Gorgeous sock. I look at it and go "How do you handle 3 colors?" I should challenge myself and attempt it someday. Congratulations.

Books, knitting, cats, fountain pens...Life is Good.

Sara Katsan's picture

thanks joe. i am having a day 5 dilemma - the gauge is working out to be too big, so do i just stop and start again, or go ahead and finish it even though it will be for a freakishly long foot? Hmm

some of the rows actually have 4 or more colors. it depends on the pattern, but the way i've seen 'them' do it 'over there' is that the areas of the 'ornamental/supplemental' colors are done with small micro balls of yarn that are not carried across the row. i guess that is the same, or similar, to 'intarsia' ? i've never thought about 'intarsia' so i can't say.

it can get a little messy, but once you get the additional color areas going, it isn't too bad. and it adds SO much 'bang' for the effort. same technique as the Peruvian men use when they knit their chullos(hats).

Joe-in Wyoming's picture

Yes, gauge can be a problem. I had that happen when knitting a pair of socks from a friend's pattern - I restarted 3 times before I finally got it. I'm so used to what I need to do for my socks to fit properly that I often forget that my usual size needles, stitch counts, etc. may not translate well to another designer's pattern. Just one of the pitfalls to watch out for. It's always a dilemma, that's for certain. Of course, my friends and family hope that the socks end up not fitting me as that means I might give them away.
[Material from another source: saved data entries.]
//! Error handling and C-ABI error codes for prefixtab

use std::cell::RefCell;
use std::fmt;
use std::os::raw::c_char;

/// Why a table operation was rejected.
#[derive(Debug, Clone, PartialEq, Eq)]
pub enum Error {
    /// Mask length outside `0..=32`.
    InvalidMask,
    /// Base or address not representable as an unsigned 32-bit value.
    InvalidBase,
    /// The exact (base, length) pair is already stored.
    DuplicatePrefix,
    /// The exact (base, length) pair is not stored.
    NotFound,
    /// The table already holds `capacity` entries, or a requested
    /// capacity is above the hard ceiling.
    CapacityExceeded,
    ZeroCapacity,
    /// Text that does not parse as an IPv4 address or CIDR block.
    InvalidPrefix,
    Lock(String),
}

impl fmt::Display for Error {
    fn fmt(&self, f: &mut fmt::Formatter<'_>) -> fmt::Result {
        match self {
            Error::InvalidMask => write!(f, "mask length must be in 0..=32"),
            Error::InvalidBase => write!(f, "address is not an unsigned 32-bit value"),
            Error::DuplicatePrefix => write!(f, "prefix already present"),
            Error::NotFound => write!(f, "prefix not found"),
            Error::CapacityExceeded => write!(f, "capacity exceeded"),
            Error::ZeroCapacity => write!(f, "zero capacity"),
            Error::InvalidPrefix => write!(f, "invalid prefix"),
            Error::Lock(msg) => write!(f, "lock error: {msg}"),
        }
    }
}

impl std::error::Error for Error {}

#[repr(C)]
#[derive(Debug, Copy, Clone, PartialEq, Eq)]
pub enum ErrorCode {
    Success = 0,
    CapacityExceeded = 1,
    ZeroCapacity = 2,
    InvalidMask = 3,
    InvalidBase = 4,
    DuplicatePrefix = 5,
    NotFound = 6,
    NoMatch = 7,
    InvalidPrefix = 8,
    InvalidHandle = 9,
    Utf8Error = 10,
    LockFailed = 11,
}

impl ErrorCode {
    pub fn as_str(self) -> &'static str {
        self.as_cstr().trim_end_matches('\0')
    }

    // NUL-terminated so the same literal can cross the ABI.
    fn as_cstr(self) -> &'static str {
        match self {
            ErrorCode::Success => "Success\0",
            ErrorCode::CapacityExceeded => "Capacity exceeded\0",
            ErrorCode::ZeroCapacity => "Zero capacity\0",
            ErrorCode::InvalidMask => "Invalid mask length\0",
            ErrorCode::InvalidBase => "Invalid base address\0",
            ErrorCode::DuplicatePrefix => "Duplicate prefix\0",
            ErrorCode::NotFound => "Not found\0",
            ErrorCode::NoMatch => "No match\0",
            ErrorCode::InvalidPrefix => "Invalid prefix\0",
            ErrorCode::InvalidHandle => "Invalid handle\0",
            ErrorCode::Utf8Error => "UTF-8 conversion error\0",
            ErrorCode::LockFailed => "Lock failed\0",
        }
    }
}

impl From<&Error> for ErrorCode {
    fn from(e: &Error) -> Self {
        match e {
            Error::InvalidMask => ErrorCode::InvalidMask,
            Error::InvalidBase => ErrorCode::InvalidBase,
            Error::DuplicatePrefix => ErrorCode::DuplicatePrefix,
            Error::NotFound => ErrorCode::NotFound,
            Error::CapacityExceeded => ErrorCode::CapacityExceeded,
            Error::ZeroCapacity => ErrorCode::ZeroCapacity,
            Error::InvalidPrefix => ErrorCode::InvalidPrefix,
            Error::Lock(_) => ErrorCode::LockFailed,
        }
    }
}

impl From<Error> for ErrorCode {
    fn from(e: Error) -> Self {
        ErrorCode::from(&e)
    }
}

// Thread-local last error for C-ABI
thread_local! {
    static LAST_ERROR: RefCell<ErrorCode> = const { RefCell::new(ErrorCode::Success) };
}

pub fn set_last_error(code: ErrorCode) {
    LAST_ERROR.with(|cell| *cell.borrow_mut() = code);
}

pub fn get_last_error() -> ErrorCode {
    LAST_ERROR.with(|cell| *cell.borrow())
}

/// Code recorded by the most recent ABI call on this thread.
#[no_mangle]
pub extern "C" fn prefix_table_last_error() -> ErrorCode {
    get_last_error()
}

/// Static, NUL-terminated description of `code`. Never free it.
#[no_mangle]
pub extern "C" fn prefix_table_strerror(code: ErrorCode) -> *const c_char {
    code.as_cstr().as_ptr() as *const c_char
}

#[cfg(test)]
mod tests {
    use super::*;
    use std::ffi::CStr;

    #[test]
    fn every_error_maps_to_a_distinct_code() {
        let all = [
            Error::InvalidMask,
            Error::InvalidBase,
            Error::DuplicatePrefix,
            Error::NotFound,
            Error::CapacityExceeded,
            Error::ZeroCapacity,
            Error::InvalidPrefix,
            Error::Lock("poisoned".into()),
        ];
        let mut codes: Vec<i32> = all.iter().map(|e| ErrorCode::from(e) as i32).collect();
        codes.sort_unstable();
        codes.dedup();
        assert_eq!(codes.len(), all.len());
        assert!(!codes.contains(&(ErrorCode::Success as i32)));
    }

    #[test]
    fn strerror_is_nul_terminated() {
        let s = unsafe { CStr::from_ptr(prefix_table_strerror(ErrorCode::DuplicatePrefix)) };
        assert_eq!(s.to_str().unwrap(), "Duplicate prefix");
        assert_eq!(ErrorCode::NoMatch.as_str(), "No match");
    }

    #[test]
    fn last_error_is_per_thread() {
        set_last_error(ErrorCode::NotFound);
        let other = std::thread::spawn(get_last_error).join().unwrap();
        assert_eq!(other, ErrorCode::Success);
        assert_eq!(prefix_table_last_error(), ErrorCode::NotFound);
    }
}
The use of supplemental yarn balls is true of intarsia, working in just the small area that the color is needed for. I had forgotten that a similar technique is used to knit chullos - I should research that again and consider a pair of socks that uses multicolors as a way to use up the odds and ends from my other sock knitting.

Books, knitting, cats, fountain pens...Life is Good.